| DATA PROVIDED |

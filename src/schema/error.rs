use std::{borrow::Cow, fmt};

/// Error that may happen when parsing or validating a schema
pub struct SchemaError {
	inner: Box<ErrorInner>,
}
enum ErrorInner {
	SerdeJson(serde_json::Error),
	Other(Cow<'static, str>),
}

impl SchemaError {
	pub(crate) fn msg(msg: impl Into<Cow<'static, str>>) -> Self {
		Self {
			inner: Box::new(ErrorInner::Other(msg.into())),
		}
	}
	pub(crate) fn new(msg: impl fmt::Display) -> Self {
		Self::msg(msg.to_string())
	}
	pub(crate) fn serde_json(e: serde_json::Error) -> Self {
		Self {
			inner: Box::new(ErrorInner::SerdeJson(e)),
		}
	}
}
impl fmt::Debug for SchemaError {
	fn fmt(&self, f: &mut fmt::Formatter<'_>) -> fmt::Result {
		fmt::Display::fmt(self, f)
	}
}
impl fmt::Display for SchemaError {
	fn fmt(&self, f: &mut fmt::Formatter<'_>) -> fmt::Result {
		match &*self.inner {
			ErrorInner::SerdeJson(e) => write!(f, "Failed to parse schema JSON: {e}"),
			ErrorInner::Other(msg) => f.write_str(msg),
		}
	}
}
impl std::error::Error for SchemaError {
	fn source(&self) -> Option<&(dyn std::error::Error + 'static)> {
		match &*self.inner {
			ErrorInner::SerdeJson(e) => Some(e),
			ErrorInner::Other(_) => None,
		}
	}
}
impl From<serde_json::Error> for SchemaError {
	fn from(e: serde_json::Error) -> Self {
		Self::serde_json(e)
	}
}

* * *

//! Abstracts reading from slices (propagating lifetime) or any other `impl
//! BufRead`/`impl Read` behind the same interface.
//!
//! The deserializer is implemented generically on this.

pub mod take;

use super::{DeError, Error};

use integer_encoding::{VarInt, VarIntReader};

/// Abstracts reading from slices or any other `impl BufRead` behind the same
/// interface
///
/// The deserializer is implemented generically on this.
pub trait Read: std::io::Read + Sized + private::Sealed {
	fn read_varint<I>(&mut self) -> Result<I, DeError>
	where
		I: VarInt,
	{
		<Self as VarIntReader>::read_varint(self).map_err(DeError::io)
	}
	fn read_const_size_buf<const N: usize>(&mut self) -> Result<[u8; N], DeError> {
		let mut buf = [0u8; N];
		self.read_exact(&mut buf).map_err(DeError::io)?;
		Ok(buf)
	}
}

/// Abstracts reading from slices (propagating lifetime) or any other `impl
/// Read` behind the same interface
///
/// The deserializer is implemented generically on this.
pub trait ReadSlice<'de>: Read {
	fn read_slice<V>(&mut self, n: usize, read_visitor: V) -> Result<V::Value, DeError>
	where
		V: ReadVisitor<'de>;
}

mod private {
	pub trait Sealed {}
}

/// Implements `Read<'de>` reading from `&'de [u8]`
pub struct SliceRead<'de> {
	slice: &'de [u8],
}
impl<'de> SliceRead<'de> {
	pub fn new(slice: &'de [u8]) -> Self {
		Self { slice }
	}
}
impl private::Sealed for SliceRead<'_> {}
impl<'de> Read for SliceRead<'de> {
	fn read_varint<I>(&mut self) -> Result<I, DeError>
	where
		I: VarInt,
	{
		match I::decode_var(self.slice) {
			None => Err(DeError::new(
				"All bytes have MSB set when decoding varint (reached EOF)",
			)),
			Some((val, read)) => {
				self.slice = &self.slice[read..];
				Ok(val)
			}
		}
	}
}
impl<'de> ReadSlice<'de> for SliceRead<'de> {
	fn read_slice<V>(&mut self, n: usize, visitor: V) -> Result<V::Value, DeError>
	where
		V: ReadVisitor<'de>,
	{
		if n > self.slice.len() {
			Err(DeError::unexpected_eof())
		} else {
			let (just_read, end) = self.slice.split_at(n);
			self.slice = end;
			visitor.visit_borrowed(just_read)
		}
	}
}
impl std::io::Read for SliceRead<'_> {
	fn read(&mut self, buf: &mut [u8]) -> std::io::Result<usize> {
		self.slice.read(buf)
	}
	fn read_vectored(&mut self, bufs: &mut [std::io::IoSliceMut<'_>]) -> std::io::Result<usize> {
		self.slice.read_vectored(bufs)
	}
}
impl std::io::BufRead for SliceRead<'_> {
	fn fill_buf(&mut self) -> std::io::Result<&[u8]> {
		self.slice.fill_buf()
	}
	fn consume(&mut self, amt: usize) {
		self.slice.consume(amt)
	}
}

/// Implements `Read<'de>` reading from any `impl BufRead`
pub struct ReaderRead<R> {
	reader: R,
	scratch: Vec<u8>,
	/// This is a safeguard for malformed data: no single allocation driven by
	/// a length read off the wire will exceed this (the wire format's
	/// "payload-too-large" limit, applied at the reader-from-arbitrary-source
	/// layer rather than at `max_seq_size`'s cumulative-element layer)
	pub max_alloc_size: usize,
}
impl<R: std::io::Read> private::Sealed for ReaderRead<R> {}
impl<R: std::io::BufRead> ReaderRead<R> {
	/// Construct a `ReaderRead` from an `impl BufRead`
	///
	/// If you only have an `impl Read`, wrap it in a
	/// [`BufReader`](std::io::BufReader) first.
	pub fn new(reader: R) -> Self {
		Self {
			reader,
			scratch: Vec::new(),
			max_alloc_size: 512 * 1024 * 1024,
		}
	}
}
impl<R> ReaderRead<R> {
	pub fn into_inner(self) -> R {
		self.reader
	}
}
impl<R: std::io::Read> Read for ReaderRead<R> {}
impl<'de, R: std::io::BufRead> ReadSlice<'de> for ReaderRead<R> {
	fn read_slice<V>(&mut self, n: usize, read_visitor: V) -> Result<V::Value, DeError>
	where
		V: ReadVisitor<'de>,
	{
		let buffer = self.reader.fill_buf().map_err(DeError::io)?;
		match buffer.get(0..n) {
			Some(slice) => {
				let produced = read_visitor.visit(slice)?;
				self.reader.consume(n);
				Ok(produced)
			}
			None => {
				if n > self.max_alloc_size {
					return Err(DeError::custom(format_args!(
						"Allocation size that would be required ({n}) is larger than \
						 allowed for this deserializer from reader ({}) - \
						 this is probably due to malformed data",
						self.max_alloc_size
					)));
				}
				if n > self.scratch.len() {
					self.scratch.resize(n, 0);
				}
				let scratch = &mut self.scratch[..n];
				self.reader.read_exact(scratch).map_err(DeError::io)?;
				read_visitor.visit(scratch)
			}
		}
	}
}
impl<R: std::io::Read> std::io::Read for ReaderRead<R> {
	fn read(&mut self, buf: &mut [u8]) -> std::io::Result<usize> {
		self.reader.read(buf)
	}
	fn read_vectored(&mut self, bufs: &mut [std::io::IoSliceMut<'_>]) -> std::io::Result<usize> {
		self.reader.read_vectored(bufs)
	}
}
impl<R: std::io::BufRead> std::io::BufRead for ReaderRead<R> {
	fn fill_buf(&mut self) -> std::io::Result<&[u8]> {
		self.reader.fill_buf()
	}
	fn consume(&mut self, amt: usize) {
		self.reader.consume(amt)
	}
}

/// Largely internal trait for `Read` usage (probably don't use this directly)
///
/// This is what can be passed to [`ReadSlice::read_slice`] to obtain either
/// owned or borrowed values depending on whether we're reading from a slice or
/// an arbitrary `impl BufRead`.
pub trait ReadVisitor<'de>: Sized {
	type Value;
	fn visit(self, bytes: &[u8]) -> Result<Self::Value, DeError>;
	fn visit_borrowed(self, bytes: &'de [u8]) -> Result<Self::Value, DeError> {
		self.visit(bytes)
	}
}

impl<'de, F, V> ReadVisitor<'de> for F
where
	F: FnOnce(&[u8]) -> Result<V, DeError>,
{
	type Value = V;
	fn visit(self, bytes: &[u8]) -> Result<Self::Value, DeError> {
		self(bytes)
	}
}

| DIRECTIONS |
Where does the string "SchemaError" occur in the data above? Copy every line that holds it.

| RESULT FOR THIS EXERCISE |
pub struct SchemaError {
impl SchemaError {
impl fmt::Debug for SchemaError {
impl fmt::Display for SchemaError {
impl std::error::Error for SchemaError {
impl From<serde_json::Error> for SchemaError {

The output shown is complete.